§ Assigned task
The records below are to be retyped in full, without any alteration.

Stored items:
===============

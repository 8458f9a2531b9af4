//! Plain-data result types produced by the analyzer.
//!
//! Every type here is built once and never mutated afterwards; they derive
//! `Serialize` so reports can be written straight to JSON or CSV.

use std::fmt;

use ob_pattern::Archetype;
use ob_sim::ScoreEvent;
use serde::Serialize;

// ── Monotonous input ──────────────────────────────────────────────────────────

/// One monotonous pattern's single run.
#[derive(Clone, Debug, PartialEq, Serialize)]
pub struct PatternResult {
    pub pattern:          String,
    pub survival_seconds: f64,
    pub score:            f64,
    pub ticks:            u64,
    pub is_vulnerable:    bool,
}

#[derive(Clone, Debug, PartialEq, Serialize)]
pub struct MonotonousResults {
    /// In test order: NoInput, HoldOnly, RegularSpam, then extras.
    pub pattern_results:          Vec<PatternResult>,
    pub vulnerable_patterns:      Vec<String>,
    /// Two or more patterns are vulnerable.
    pub is_highly_vulnerable:     bool,
    /// At least one pattern is vulnerable.
    pub is_moderately_vulnerable: bool,
    /// 0 (high), 1 (moderate) or 3 (none).
    pub vulnerability_score:      i32,
}

impl MonotonousResults {
    pub(crate) fn from_results(pattern_results: Vec<PatternResult>) -> Self {
        let vulnerable_patterns: Vec<String> = pattern_results
            .iter()
            .filter(|r| r.is_vulnerable)
            .map(|r| r.pattern.clone())
            .collect();
        let is_highly_vulnerable = vulnerable_patterns.len() >= 2;
        let is_moderately_vulnerable = !vulnerable_patterns.is_empty();
        let vulnerability_score = if is_highly_vulnerable {
            0
        } else if is_moderately_vulnerable {
            1
        } else {
            3
        };
        Self {
            pattern_results,
            vulnerable_patterns,
            is_highly_vulnerable,
            is_moderately_vulnerable,
            vulnerability_score,
        }
    }

    /// `"High"`, `"Moderate"` or `"Low"`.
    pub fn vulnerability_level(&self) -> &'static str {
        if self.is_highly_vulnerable {
            "High"
        } else if self.is_moderately_vulnerable {
            "Moderate"
        } else {
            "Low"
        }
    }
}

// ── Player archetypes ─────────────────────────────────────────────────────────

/// Averages over the repeated runs of one archetype.
#[derive(Clone, Debug, PartialEq, Serialize)]
pub struct ArchetypeResult {
    pub archetype:        Archetype,
    pub runs:             u32,
    pub average_score:    f64,
    pub average_duration: f64,
    /// Score events of all runs, concatenated in run order.
    #[serde(skip_serializing)]
    pub score_events:     Vec<ScoreEvent>,
}

#[derive(Clone, Debug, PartialEq, Serialize)]
pub struct PlayerResults {
    pub beginner:  ArchetypeResult,
    pub expert:    ArchetypeResult,
    /// `expert.average_score / max(1, beginner.average_score)`.
    pub skill_gap: f64,
}

// ── Evaluation ────────────────────────────────────────────────────────────────

/// Overall verdict derived from the 0..=12 total.
#[derive(Copy, Clone, Debug, PartialEq, Eq, Serialize)]
pub enum Rating {
    #[serde(rename = "OUTSTANDING")]
    Outstanding,
    #[serde(rename = "EXCELLENT")]
    Excellent,
    #[serde(rename = "GOOD")]
    Good,
    #[serde(rename = "AVERAGE")]
    Average,
    #[serde(rename = "NEEDS IMPROVEMENT")]
    NeedsImprovement,
}

impl Rating {
    pub fn from_total(total: i32) -> Self {
        match total {
            t if t >= 10 => Rating::Outstanding,
            t if t >= 8  => Rating::Excellent,
            t if t >= 6  => Rating::Good,
            t if t >= 3  => Rating::Average,
            _            => Rating::NeedsImprovement,
        }
    }

    pub fn label(self) -> &'static str {
        match self {
            Rating::Outstanding      => "OUTSTANDING",
            Rating::Excellent        => "EXCELLENT",
            Rating::Good             => "GOOD",
            Rating::Average          => "AVERAGE",
            Rating::NeedsImprovement => "NEEDS IMPROVEMENT",
        }
    }
}

impl fmt::Display for Rating {
    fn fmt(&self, f: &mut fmt::Formatter<'_>) -> fmt::Result {
        f.write_str(self.label())
    }
}

/// Rubric scores with the derived strengths and weaknesses.
#[derive(Clone, Debug, PartialEq, Serialize)]
pub struct Evaluation {
    /// -3..=3 from the expert's average duration.
    pub duration_score:         i32,
    /// 0..=3 from the skill gap.
    pub skill_gap_score:        i32,
    /// 0..=3: beginner survival, score progression, score consistency.
    pub difficulty_score:       i32,
    /// The monotonous vulnerability score.
    pub monotonous_input_score: i32,
    /// `max(0, duration) + skill_gap + difficulty + monotonous`, 0..=12.
    pub total_score:            i32,
    pub rating:                 Rating,
    /// Expert/beginner score-per-second ratio behind the difficulty score.
    pub progression_ratio:      f64,
    /// Expert score consistency behind the difficulty score.
    pub score_consistency:      f64,
    pub strengths:              Vec<String>,
    pub weaknesses:             Vec<String>,
}

/// Everything known about one game after a comprehensive evaluation.
#[derive(Clone, Debug, PartialEq, Serialize)]
pub struct EvaluationReport {
    pub game_name:       String,
    pub monotonous:      MonotonousResults,
    pub players:         PlayerResults,
    pub evaluation:      Evaluation,
    pub recommendations: Vec<String>,
}

/// Result of ranking several reports.
#[derive(Clone, Debug, PartialEq, Serialize)]
pub struct GameComparison {
    /// Index into the compared slice.
    pub best_index: usize,
    pub best_game:  String,
    /// The winner's strengths.
    pub reasons:    Vec<String>,
}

===============

§ Solution to the exercise
repository 8458f9a2531b9af4
//! Plain-data result types produced by the analyzer.
//!
//! Every type here is built once and never mutated afterwards; they derive
//! `Serialize` so reports can be written straight to JSON or CSV.

use std::fmt;

use ob_pattern::Archetype;
use ob_sim::ScoreEvent;
use serde::Serialize;

// ── Monotonous input ──────────────────────────────────────────────────────────

/// One monotonous pattern's single run.
#[derive(Clone, Debug, PartialEq, Serialize)]
pub struct PatternResult {
    pub pattern:          String,
    pub survival_seconds: f64,
    pub score:            f64,
    pub ticks:            u64,
    pub is_vulnerable:    bool,
}

#[derive(Clone, Debug, PartialEq, Serialize)]
pub struct MonotonousResults {
    /// In test order: NoInput, HoldOnly, RegularSpam, then extras.
    pub pattern_results:          Vec<PatternResult>,
    pub vulnerable_patterns:      Vec<String>,
    /// Two or more patterns are vulnerable.
    pub is_highly_vulnerable:     bool,
    /// At least one pattern is vulnerable.
    pub is_moderately_vulnerable: bool,
    /// 0 (high), 1 (moderate) or 3 (none).
    pub vulnerability_score:      i32,
}

impl MonotonousResults {
    pub(crate) fn from_results(pattern_results: Vec<PatternResult>) -> Self {
        let vulnerable_patterns: Vec<String> = pattern_results
            .iter()
            .filter(|r| r.is_vulnerable)
            .map(|r| r.pattern.clone())
            .collect();
        let is_highly_vulnerable = vulnerable_patterns.len() >= 2;
        let is_moderately_vulnerable = !vulnerable_patterns.is_empty();
        let vulnerability_score = if is_highly_vulnerable {
            0
        } else if is_moderately_vulnerable {
            1
        } else {
            3
        };
        Self {
            pattern_results,
            vulnerable_patterns,
            is_highly_vulnerable,
            is_moderately_vulnerable,
            vulnerability_score,
        }
    }

    /// `"High"`, `"Moderate"` or `"Low"`.
    pub fn vulnerability_level(&self) -> &'static str {
        if self.is_highly_vulnerable {
            "High"
        } else if self.is_moderately_vulnerable {
            "Moderate"
        } else {
            "Low"
        }
    }
}

// ── Player archetypes ─────────────────────────────────────────────────────────

/// Averages over the repeated runs of one archetype.
#[derive(Clone, Debug, PartialEq, Serialize)]
pub struct ArchetypeResult {
    pub archetype:        Archetype,
    pub runs:             u32,
    pub average_score:    f64,
    pub average_duration: f64,
    /// Score events of all runs, concatenated in run order.
    #[serde(skip_serializing)]
    pub score_events:     Vec<ScoreEvent>,
}

#[derive(Clone, Debug, PartialEq, Serialize)]
pub struct PlayerResults {
    pub beginner:  ArchetypeResult,
    pub expert:    ArchetypeResult,
    /// `expert.average_score / max(1, beginner.average_score)`.
    pub skill_gap: f64,
}

// ── Evaluation ────────────────────────────────────────────────────────────────

/// Overall verdict derived from the 0..=12 total.
#[derive(Copy, Clone, Debug, PartialEq, Eq, Serialize)]
pub enum Rating {
    #[serde(rename = "OUTSTANDING")]
    Outstanding,
    #[serde(rename = "EXCELLENT")]
    Excellent,
    #[serde(rename = "GOOD")]
    Good,
    #[serde(rename = "AVERAGE")]
    Average,
    #[serde(rename = "NEEDS IMPROVEMENT")]
    NeedsImprovement,
}

impl Rating {
    pub fn from_total(total: i32) -> Self {
        match total {
            t if t >= 10 => Rating::Outstanding,
            t if t >= 8  => Rating::Excellent,
            t if t >= 6  => Rating::Good,
            t if t >= 3  => Rating::Average,
            _            => Rating::NeedsImprovement,
        }
    }

    pub fn label(self) -> &'static str {
        match self {
            Rating::Outstanding      => "OUTSTANDING",
            Rating::Excellent        => "EXCELLENT",
            Rating::Good             => "GOOD",
            Rating::Average          => "AVERAGE",
            Rating::NeedsImprovement => "NEEDS IMPROVEMENT",
        }
    }
}

impl fmt::Display for Rating {
    fn fmt(&self, f: &mut fmt::Formatter<'_>) -> fmt::Result {
        f.write_str(self.label())
    }
}

/// Rubric scores with the derived strengths and weaknesses.
#[derive(Clone, Debug, PartialEq, Serialize)]
pub struct Evaluation {
    /// -3..=3 from the expert's average duration.
    pub duration_score:         i32,
    /// 0..=3 from the skill gap.
    pub skill_gap_score:        i32,
    /// 0..=3: beginner survival, score progression, score consistency.
    pub difficulty_score:       i32,
    /// The monotonous vulnerability score.
    pub monotonous_input_score: i32,
    /// `max(0, duration) + skill_gap + difficulty + monotonous`, 0..=12.
    pub total_score:            i32,
    pub rating:                 Rating,
    /// Expert/beginner score-per-second ratio behind the difficulty score.
    pub progression_ratio:      f64,
    /// Expert score consistency behind the difficulty score.
    pub score_consistency:      f64,
    pub strengths:              Vec<String>,
    pub weaknesses:             Vec<String>,
}

/// Everything known about one game after a comprehensive evaluation.
#[derive(Clone, Debug, PartialEq, Serialize)]
pub struct EvaluationReport {
    pub game_name:       String,
    pub monotonous:      MonotonousResults,
    pub players:         PlayerResults,
    pub evaluation:      Evaluation,
    pub recommendations: Vec<String>,
}

/// Result of ranking several reports.
#[derive(Clone, Debug, PartialEq, Serialize)]
pub struct GameComparison {
    /// Index into the compared slice.
    pub best_index: usize,
    pub best_game:  String,
    /// The winner's strengths.
    pub reasons:    Vec<String>,
}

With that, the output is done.